All This Color
For me, it's always been yellow. I love orange, too, and currently a pale peachy almost pink that my younger self would have rolled her eyes at, a deep jade green with hints of blue inside it, green the color of old paint primer, the kind you find when you peel back that terrible old wallpaper you wish had been just a decade better design-wise, the blue of the sky just before a storm rolls in - smokey with a hint of warm elephant grey at the edges, a warm tomato red, almost vermilion, but not quite, though it will do, too, the minty green of bath water tempered with scented salts, and sometimes, the bubble gum pink of the ice cream I ate as a little girl, but always, always, if I had to pick just one, yellow is my favorite color.
If we're being honest, which you know by now that we are, I think I chose it because it was the color everyone else I knew liked least.

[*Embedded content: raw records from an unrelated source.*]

//! Route definitions for Cozinha ao Lucro

use axum::{
    middleware,
    routing::{get, post, put},
    Router,
};

use crate::{handlers, middleware::auth_middleware, AppState};

/// Create API routes
pub fn api_routes(state: AppState) -> Router<AppState> {
    Router::new()
        // Health check (public)
        .route("/health", get(handlers::health_check))
        // Auth routes (public)
        .nest("/auth", auth_routes())
        // Protected routes
        .nest("/ingredients", ingredient_routes(state.clone()))
        .nest("/products", product_routes(state.clone()))
        .nest("/orders", order_routes(state.clone()))
        .nest("/stock", stock_routes(state.clone()))
        .nest("/reports", reporting_routes(state.clone()))
        .nest("/import", import_routes(state.clone()))
        .nest("/subscription", subscription_routes(state))
}

/// Authentication routes (public)
fn auth_routes() -> Router<AppState> {
    Router::new()
        .route("/register", post(handlers::register))
        .route("/login", post(handlers::login))
        .route("/refresh", post(handlers::refresh))
}

/// Ingredient catalog routes (protected)
fn ingredient_routes(state: AppState) -> Router<AppState> {
    Router::new()
        .route(
            "/",
            get(handlers::list_ingredients).post(handlers::create_ingredient),
        )
        .route(
            "/:ingredient_id",
            get(handlers::get_ingredient)
                .put(handlers::update_ingredient)
                .delete(handlers::delete_ingredient),
        )
        .route(
            "/:ingredient_id/movements",
            get(handlers::list_ingredient_movements),
        )
        .route_layer(middleware::from_fn_with_state(state, auth_middleware))
}

/// Product and costing routes (protected)
fn product_routes(state: AppState) -> Router<AppState> {
    Router::new()
        .route("/", get(handlers::list_products).post(handlers::create_product))
        .route("/costings", get(handlers::list_product_costings))
        .route(
            "/:product_id",
            get(handlers::get_product)
                .put(handlers::update_product)
                .delete(handlers::delete_product),
        )
        .route("/:product_id/costing", get(handlers::get_product_costing))
        .route_layer(middleware::from_fn_with_state(state, auth_middleware))
}

/// Order workflow routes (protected)
fn order_routes(state: AppState) -> Router<AppState> {
    Router::new()
        .route("/", get(handlers::list_orders).post(handlers::create_order))
        .route("/board", get(handlers::get_order_board))
        .route(
            "/:order_id",
            get(handlers::get_order).delete(handlers::delete_order),
        )
        .route("/:order_id/status", put(handlers::update_order_status))
        .route("/:order_id/reconcile", post(handlers::reconcile_order))
        .route_layer(middleware::from_fn_with_state(state, auth_middleware))
}

/// Stock ledger and analysis routes (protected)
fn stock_routes(state: AppState) -> Router<AppState> {
    Router::new()
        .route(
            "/movements",
            get(handlers::list_movements).post(handlers::record_movement),
        )
        .route("/analysis", get(handlers::get_stock_analysis))
        .route(
            "/reconciliations",
            get(handlers::list_pending_reconciliations),
        )
        .route_layer(middleware::from_fn_with_state(state, auth_middleware))
}

/// Reporting routes (protected)
fn reporting_routes(state: AppState) -> Router<AppState> {
    Router::new()
        .route("/dashboard", get(handlers::get_dashboard_summary))
        .route("/costings", get(handlers::export_costings))
        .route_layer(middleware::from_fn_with_state(state, auth_middleware))
}

/// CSV import routes (protected)
fn import_routes(state: AppState) -> Router<AppState> {
    Router::new()
        .route("/:source", post(handlers::import_csv))
        .route_layer(middleware::from_fn_with_state(state, auth_middleware))
}

/// Subscription routes (protected)
fn subscription_routes(state: AppState) -> Router<AppState> {
    Router::new()
        .route("/", get(handlers::get_subscription))
        .route_layer(middleware::from_fn_with_state(state, auth_middleware))
}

There weren't a lot of other kids in Kindergarten who proclaimed the color of mustard to be the best - there were plenty who loved blue, green, and too many, I felt at the time, who loved pink, but no one claimed yellow, so I did. It didn't take long to realize that it really wasn't a mercy choice at all, and the more options I found in my crayon box, the more I grew to love every one. Dandelion, Cornsilk, Goldenrod, Marigold, and Canary, all there, waiting to be suns, flowers, dresses, shirts, bananas, lemons, capes, or a bit of a bumblebee.
Though my love of color has always been fierce, these days it seems to be taking on an even bigger role, so much of my days in the depths of design work, looking for just the right shade of green that's not too sage, and not too lime, not kelly or forest, but somehow, if possible to capture, the color of the leaves just after the sun passes over them in the morning. My phone holds an album of photos I've taken during my days in all manner of places from our yard to the bedding aisle at Target, the large bin of peaches in the supermarket to the perfectly designed cover in the bookshop, and from each of these I am instantly tugged back to the time in which I took them, and the color, it's always the color, that stopped me in my tracks. From produce and packaging to prints, these colors always go on to have new lives in my work at some point.

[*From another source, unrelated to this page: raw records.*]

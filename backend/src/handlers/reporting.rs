//! Reporting handlers for the dashboard and data export

use axum::{
    extract::{Query, State},
    http::header,
    response::{IntoResponse, Response},
    Json,
};
use serde::Deserialize;

use crate::error::AppResult;
use crate::handlers::RangeQuery;
use crate::middleware::CurrentUser;
use crate::services::reporting::DashboardSummary;
use crate::services::ReportingService;
use crate::AppState;

#[derive(Debug, Deserialize)]
pub struct ExportQuery {
    pub format: Option<String>, // "json" or "csv"
}

/// Dashboard summary for a date range
pub async fn get_dashboard_summary(
    State(state): State<AppState>,
    current_user: CurrentUser,
    Query(query): Query<RangeQuery>,
) -> AppResult<Json<DashboardSummary>> {
    let range = query.resolve(state.config.stock.analysis_window_days)?;
    let service = ReportingService::new(state.db);
    let summary = service
        .get_dashboard_summary(current_user.0.business_id, range)
        .await?;
    Ok(Json(summary))
}

/// Product costings as JSON or CSV
pub async fn export_costings(
    State(state): State<AppState>,
    current_user: CurrentUser,
    Query(query): Query<ExportQuery>,
) -> AppResult<Response> {
    let service = ReportingService::new(state.db);
    let data = service.costing_export(current_user.0.business_id).await?;

    if query.format.as_deref() == Some("csv") {
        let csv = ReportingService::export_to_csv(&data)?;
        return Ok((
            [
                (header::CONTENT_TYPE, "text/csv; charset=utf-8"),
                (
                    header::CONTENT_DISPOSITION,
                    "attachment; filename=\"custos_produtos.csv\"",
                ),
            ],
            csv,
        )
            .into_response());
    }

    Ok(Json(data).into_response())
}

If our endless and proper work, according to Mary Oliver, is to pay attention, then I'd like to think that what I see first is the color, and next the endless possibility of what it could be, not just what it is right then (an apple, a red suitcase, a stop sign, or a balloon), but also all of the other things that color could, and will become.
In the late summer of our first year in Washington, knee deep in grad school and trying to figure out the sights and sounds of this new coast, I found myself beginning to think about the collecting of color, and what it can mean to surround yourself such saturation in the form of objects. In a post on the blog I maintained at the time, which is surprisingly difficult to read through now, both for the pause of seeing my mother's comments, and the very different me who was writing, I wrote, "And if these colors are more than just the pigments my eyes and mind recognize, if they are tiny histories packaged in the tomato red spine of a classic book or the grainy brown wood of family built furniture, the pieces I choose to surround myself with are telling a constantly evolving story of which I am a part." My story has changed so much since then, so have the pieces that surround me, but I know exactly which book I was thinking of because it still sits prominently on the wood bookshelf my grandfather built, and because of that, I am reminded that once again the stories evolve, and shift, but do not stop.

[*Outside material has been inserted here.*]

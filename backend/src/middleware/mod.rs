//! Request middleware

pub mod auth;

pub use auth::{auth_middleware, AuthUser, CurrentUser};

I love that each day I walk past my big yellow table to my green couch to sit and work, that there are salmon pink pillows to keep my elbows from growing stiff as I draw, and when I look up, there's a cluster of old board games on the shelf that are bursting with so much color and life you can almost feel all the lives they've lived before this one. I can almost feel all the rounds won and lost, and the tiny, likely sticky hands that reached for their boxes, selecting them by the color of their edge, not yet knowing not to read, but certain by practice that red meant Monopoly, orange Battleship, and black the Pop-o-Matic Trouble. I love that I use the yellow mug when it's my morning off, the bright pink when I'm on a deadline, the blue whales when I miss Andrew, the white with black script when I miss my dearest friend, and the pale green when I miss my mother. I love that our chairs are red, our shelves are mostly all grey, and my cozy reading spot a soft baby kale green. I love that color is so much a part of my day that it both surprises and soothes me, and I wouldn't have it any other way.